In recent weeks dry bulk rates have rallied and attracted the World’s attention. Most of the articles written on this topic explore the underlying causes for the rally. In this Python Lesson, we explore which freight indicators are correlated to the price development. We use some of the freight indicators that are available via the Oceanbolt Data Platform, e.g. fleet utilization, volume exported, congestion, fleet speed, and port calls.

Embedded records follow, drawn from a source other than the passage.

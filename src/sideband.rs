//! Public facade composing store, bridge and listener registry.

use crate::bridge::{BridgeError, FsSignalBridge, NotificationBridge};
use crate::codec::{JsonCodec, MessageCodec};
use crate::registry::ListenerRegistry;
use crate::store::{FileStore, StoreError};
use crate::types::{assert_channel, Listener};
use log::warn;
use serde::de::DeserializeOwned;
use serde::Serialize;
use std::path::Path;
use std::sync::Arc;

/// Setup error types
#[derive(Debug, thiserror::Error)]
pub enum SidebandError {
    #[error("Failed to prepare message store: {0}")]
    Store(#[from] StoreError),

    #[error("Failed to initialize notification bridge: {0}")]
    Bridge(#[from] BridgeError),
}

/// One-value-per-channel message relay over a shared directory.
///
/// Each channel holds at most one message. `pass_message` durably
/// publishes the latest value and wakes the other side; bound
/// listeners are invoked with the freshly read value. Only the latest
/// value is retained (last-writer-wins) and signals are fire-and-forget,
/// so a process that misses one recovers by polling
/// [`latest_message`](Sideband::latest_message).
///
/// Every operation requires a non-empty channel identifier and panics
/// on an empty one; no correct routing is possible without it.
pub struct Sideband<M> {
    store: Arc<FileStore>,
    codec: Arc<dyn MessageCodec<M>>,
    bridge: Arc<dyn NotificationBridge>,
    registry: ListenerRegistry<M>,
}

impl<M: 'static> Sideband<M> {
    /// Wire a relay over `root` (plus an optional named subdirectory)
    /// with an injected codec and bridge.
    pub fn new(
        root: impl AsRef<Path>,
        subdirectory: Option<&str>,
        codec: Arc<dyn MessageCodec<M>>,
        bridge: Arc<dyn NotificationBridge>,
    ) -> Result<Self, SidebandError> {
        let store = Arc::new(FileStore::new(root, subdirectory)?);
        let registry =
            ListenerRegistry::new(Arc::clone(&store), Arc::clone(&codec), Arc::clone(&bridge));
        Ok(Self {
            store,
            codec,
            bridge,
            registry,
        })
    }

    /// Publish `message` on `channel` and signal the other side.
    ///
    /// With a present message, the slot write fully completes before
    /// the signal is posted; a failed write (or a failed encode)
    /// suppresses the signal so readers are never woken to a value
    /// that was not stored. With `None`, the store is skipped entirely
    /// and a signal is always posted — a pure ping, valid even on a
    /// channel that has never been written.
    pub fn pass_message(&self, channel: &str, message: Option<&M>) {
        assert_channel(channel);
        match message {
            Some(message) => match self.codec.encode(message) {
                Ok(bytes) => {
                    if self.store.put(channel, &bytes) {
                        self.bridge.post(channel);
                    }
                }
                Err(err) => {
                    warn!("Failed to encode message for '{}', signal suppressed: {}", channel, err);
                }
            },
            None => self.bridge.post(channel),
        }
    }

    /// Bind `listener` to `channel`, replacing any listener with the
    /// same name. The listener is invoked immediately with whatever is
    /// currently stored (including nothing).
    pub fn bind_listener(&self, listener: Listener<M>, channel: &str) {
        assert_channel(channel);
        self.registry.bind(channel, listener);
    }

    /// Unbind the listener with `listener`'s name from `channel`.
    pub fn remove_listener(&self, listener: &Listener<M>, channel: &str) {
        assert_channel(channel);
        self.registry.unbind(channel, listener.name());
    }

    /// Unbind only the listener named `name` from `channel`; other
    /// listeners on the channel keep dispatching.
    pub fn remove_listener_by_name(&self, name: &str, channel: &str) {
        assert_channel(channel);
        self.registry.unbind(channel, name);
    }

    /// Unbind every listener from `channel`.
    pub fn remove_all_listeners(&self, channel: &str) {
        assert_channel(channel);
        self.registry.unbind_all(channel);
    }

    /// Read the latest stored value for `channel` directly.
    ///
    /// Never triggers dispatch and never touches the signal bridge.
    /// Missing, deleted and undecodable values all read as `None`.
    pub fn latest_message(&self, channel: &str) -> Option<M> {
        assert_channel(channel);
        self.registry.read_current(channel)
    }

    /// Delete the stored value for `channel`. Listener bindings are
    /// unaffected.
    pub fn destroy_message(&self, channel: &str) {
        assert_channel(channel);
        self.store.delete(channel);
    }

    /// Delete every stored value. Listener bindings are unaffected.
    pub fn destroy_all_messages(&self) {
        self.store.delete_all();
    }
}

impl<M: Serialize + DeserializeOwned + 'static> Sideband<M> {
    /// Open a relay with the default wiring: JSON codec plus the
    /// file-watching signal bridge over the same shared directory.
    ///
    /// Both processes call this with the same `root`/`subdirectory`.
    pub fn open(root: impl AsRef<Path>, subdirectory: Option<&str>) -> Result<Self, SidebandError> {
        let store = Arc::new(FileStore::new(root, subdirectory)?);
        let bridge: Arc<dyn NotificationBridge> = Arc::new(FsSignalBridge::new(store.directory())?);
        let codec: Arc<dyn MessageCodec<M>> = Arc::new(JsonCodec::new());
        let registry =
            ListenerRegistry::new(Arc::clone(&store), Arc::clone(&codec), Arc::clone(&bridge));
        Ok(Self {
            store,
            codec,
            bridge,
            registry,
        })
    }
}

As a proxy for freight prices, we use the Breakwave Dry Bulk Shipping ETF. The ETF is described as follows: “The Breakwave Dry Bulk Shipping ETF (BDRY) is an exchange-traded fund (ETF) designed to reflect the daily price movements of the near-dated dry bulk freight futures. BDRY offers investors unlevered exposure to dry bulk freight …” (source: https://etfmg.com/funds/bdry/ ). You can learn more about it by visiting the link. As evident by the description, this ETF should follow the dry bulk freight price development closely and will therefore serve as a great proxy for our purposes. Using the BDRY price as a proxy for freight prices has an additional advantage that it is available via the Yahoo Finance API, which allows us to quickly grab the price development using
yfinance in our Python script.
We want to highlight that this article focuses on showcasing the functionality of the Oceanbolt Python SDK rather than being a piece on the data science of shipping (we leave that to the experts).
As always, you can follow along in this Jupyter Notebook or read the summary below.

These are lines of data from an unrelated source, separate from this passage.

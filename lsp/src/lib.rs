//! Language server for LichenScript.
//!
//! Maps open documents to per-directory analysis sessions, debounces edits,
//! runs the two-phase diagnostic pipeline, and answers completion and
//! definition queries.

pub mod codec;
pub mod types;

pub(crate) mod client;
pub(crate) mod coordinator;
pub(crate) mod diagnostics;
pub(crate) mod protocol;

mod debounce;
mod documents;
mod engine;
mod fs;
mod host;
mod paths;
mod pipeline;
mod prerequisites;
mod server;
mod session;

pub use debounce::{ChangeEvent, Debouncer, PendingChange};
pub use documents::{DocumentError, DocumentStore, TextDocument};
pub use engine::{
    AnalysisEngine, EngineDiagnostic, EngineError, EngineFactory, EngineLocation, EngineOptions,
    EngineSpan,
};
pub use fs::{FileSystem, LocalFileSystem};
pub use host::{HostedEngine, ProcessEngineFactory};
pub use paths::{
    PathToUriError, containing_directory, path_to_file_uri, resolve_local_path, search_roots,
};
pub use pipeline::{DiagnosticPipeline, PipelineOutcome};
pub use prerequisites::{Discover, PrerequisiteError, Prerequisites, Toolchain};
pub use protocol::{Message, RequestId, ResponseError};
pub use server::{ExitReason, serve};
pub use session::{AnalysisSession, SessionCache, SessionError};
pub use types::{AnalysisConfig, EngineHostConfig, LspConfig, ToolchainConfig};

Correlation of BDRY and Oceanbolt Fleet Utilization
As discussed in Lesson 1, fleet utilization is one of the popular indicators for assessing the activity in the dry bulk shipping market. The economic rationale is that increasing fleet utilization means less available vessel supply which, in theory, should drive freight prices higher. Let us test whether this is the case.
Here is a sample of the code from the Jupyter Notebook.

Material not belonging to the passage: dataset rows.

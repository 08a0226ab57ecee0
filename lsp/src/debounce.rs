//! Edit coalescing.
//!
//! One slot for the whole server, not one per document: a change to any
//! document supersedes whatever was buffered. The debouncer does not own a
//! timer task; the server loop sleeps until [`Debouncer::deadline`] and then
//! calls [`Debouncer::take_expired`].

use std::time::Duration;

use tokio::time::Instant;
use url::Url;

/// Content to analyze for one document.
#[derive(Debug, Clone, PartialEq, Eq)]
pub struct ChangeEvent {
    pub uri: Url,
    pub text: String,
}

#[derive(Debug)]
pub struct PendingChange {
    pub event: ChangeEvent,
    pub armed_at: Instant,
}

#[derive(Debug)]
enum State {
    Idle,
    Armed(PendingChange),
}

#[derive(Debug)]
pub struct Debouncer {
    delay: Duration,
    state: State,
}

impl Debouncer {
    #[must_use]
    pub fn new(delay: Duration) -> Self {
        Self {
            delay,
            state: State::Idle,
        }
    }

    /// Buffer `event` and restart the idle window.
    ///
    /// Returns the change it superseded, if any.
    pub fn arm(&mut self, event: ChangeEvent, now: Instant) -> Option<ChangeEvent> {
        let previous = std::mem::replace(
            &mut self.state,
            State::Armed(PendingChange {
                event,
                armed_at: now,
            }),
        );
        match previous {
            State::Armed(pending) => Some(pending.event),
            State::Idle => None,
        }
    }

    #[must_use]
    pub fn is_armed(&self) -> bool {
        matches!(self.state, State::Armed(_))
    }

    /// When the buffered change becomes due.
    #[must_use]
    pub fn deadline(&self) -> Option<Instant> {
        match &self.state {
            State::Armed(pending) => Some(pending.armed_at + self.delay),
            State::Idle => None,
        }
    }

    /// Release the buffered change if its idle window has elapsed.
    pub fn take_expired(&mut self, now: Instant) -> Option<ChangeEvent> {
        match self.deadline() {
            Some(deadline) if deadline <= now => self.flush(),
            _ => None,
        }
    }

    /// Release the buffered change regardless of the window.
    pub fn flush(&mut self) -> Option<ChangeEvent> {
        match std::mem::replace(&mut self.state, State::Idle) {
            State::Armed(pending) => Some(pending.event),
            State::Idle => None,
        }
    }
}

#[cfg(test)]
mod tests {
    use super::*;

    fn change(text: &str) -> ChangeEvent {
        ChangeEvent {
            uri: Url::parse("file:///p/a.lsc").unwrap(),
            text: text.to_string(),
        }
    }

    const DELAY: Duration = Duration::from_millis(300);

    #[test]
    fn test_idle_has_nothing() {
        let mut debouncer = Debouncer::new(DELAY);
        assert!(!debouncer.is_armed());
        assert!(debouncer.deadline().is_none());
        assert!(debouncer.flush().is_none());
        assert!(debouncer.take_expired(Instant::now()).is_none());
    }

    #[test]
    fn test_rearming_supersedes_and_restarts_window() {
        let start = Instant::now();
        let mut debouncer = Debouncer::new(DELAY);

        assert!(debouncer.arm(change("a"), start).is_none());
        let later = start + Duration::from_millis(200);
        let superseded = debouncer.arm(change("ab"), later).unwrap();

        assert_eq!(superseded.text, "a");
        assert_eq!(debouncer.deadline(), Some(later + DELAY));
    }

    #[test]
    fn test_take_expired_respects_window() {
        let start = Instant::now();
        let mut debouncer = Debouncer::new(DELAY);
        debouncer.arm(change("abc"), start);

        assert!(debouncer.take_expired(start + Duration::from_millis(299)).is_none());
        assert!(debouncer.is_armed());

        let fired = debouncer.take_expired(start + DELAY).unwrap();
        assert_eq!(fired.text, "abc");
        assert!(!debouncer.is_armed());
        assert!(debouncer.take_expired(start + DELAY * 2).is_none());
    }

    #[test]
    fn test_burst_yields_last_content_once() {
        let start = Instant::now();
        let mut debouncer = Debouncer::new(DELAY);
        for (i, text) in ["a", "ab", "abc", "abcd"].into_iter().enumerate() {
            debouncer.arm(change(text), start + Duration::from_millis(50 * i as u64));
        }

        let fired = debouncer.take_expired(start + Duration::from_secs(1));
        assert_eq!(fired.map(|e| e.text), Some("abcd".to_string()));
        assert!(debouncer.take_expired(start + Duration::from_secs(2)).is_none());
    }

    #[test]
    fn test_flush_releases_before_deadline() {
        let start = Instant::now();
        let mut debouncer = Debouncer::new(DELAY);
        debouncer.arm(change("x"), start);

        assert_eq!(debouncer.flush().map(|e| e.text), Some("x".to_string()));
        assert!(debouncer.deadline().is_none());
    }

    #[test]
    fn test_single_slot_across_documents() {
        let start = Instant::now();
        let mut debouncer = Debouncer::new(DELAY);
        debouncer.arm(change("a"), start);
        let other = ChangeEvent {
            uri: Url::parse("file:///p/b.lsc").unwrap(),
            text: "b".to_string(),
        };

        let superseded = debouncer.arm(other, start).unwrap();
        assert_eq!(superseded.uri.as_str(), "file:///p/a.lsc");
        assert_eq!(
            debouncer.flush().map(|e| e.uri.to_string()),
            Some("file:///p/b.lsc".to_string())
        );
    }
}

BDRY = yf.Ticker("BDRY") hist = BDRY.history(period="max") total_tonnage = tonnage_zone_client.get( start_date=date(2018, 3, 22), end_date=date(2021, 5, 12), ) unemployed_tonnage = tonnage_zone_client.get( laden_status=["ballast"], port_status=["at_sea"], start_date=date(2018, 3, 22), end_date=date(2021, 5, 12), ) fleet_utilization = pd.DataFrame(1-unemployed_tonnage['vessel_dwt']/total_tonnage['vessel_dwt']) fleet_utilization['date'] = total_tonnage['date'] fleet_utilization['date']= pd.to_datetime(fleet_utilization['date']).astype(str) hist['date'] = hist.index.astype(str) merged = pd.merge(hist, fleet_utilization, how='left', on='date')
When visualizing these results, we get the chart below.
Arguably, this is not a perfect indicator, but let us calculate the Pearson correlation using Scipy.
r, p = stats.pearsonr(merged['Close'], merged['vessel_dwt'])
Running this gives a correlation of 0.289 and a highly significant p-value. As expected by the economic rationale, there is positive correlation between utilization levels and freight prices. Yet, it is far from a perfect indicator.
Let us see if other freight indicators can do better.
Correlation of other Oceanbolt freight indicators
As suggested, we move onto test correlation of volume exported, congestion, fleet speed, port calls. We outline the economic rationale below.
- Volume Exported: Measured as daily total dry bulk volume. More volume exported would imply higher demand for vessel capacity
- Congestion: Measured as the percentage of the dry bulk capacity in DWT that is congested. More congestion would imply less vessel supply
- Fleet Speed: Measured as the average speed across the fleet. A faster fleet provides more capacity and also indicates market sentiment
- Port Calls: Measured by number of global port calls of the dry bulk fleet. More port calls is a proxity for more fleet activity
See the Jupyter Notebook for the code that we run to get these indicators. We construct a correlation matrix and correlation heatmap of the indicators.
From this, it is certainly evident that some of these indicators have stronger correlation with the BDRY price development. We will leave the interpretation of these numbers to the shipping community. Certainly, some of these could be interesting to explore further. Maybe you even want to use some of these as building blocks for a machine learning model for freight rate predictions. We leave that up to you, but with Oceanbolt you have the building blocks needed.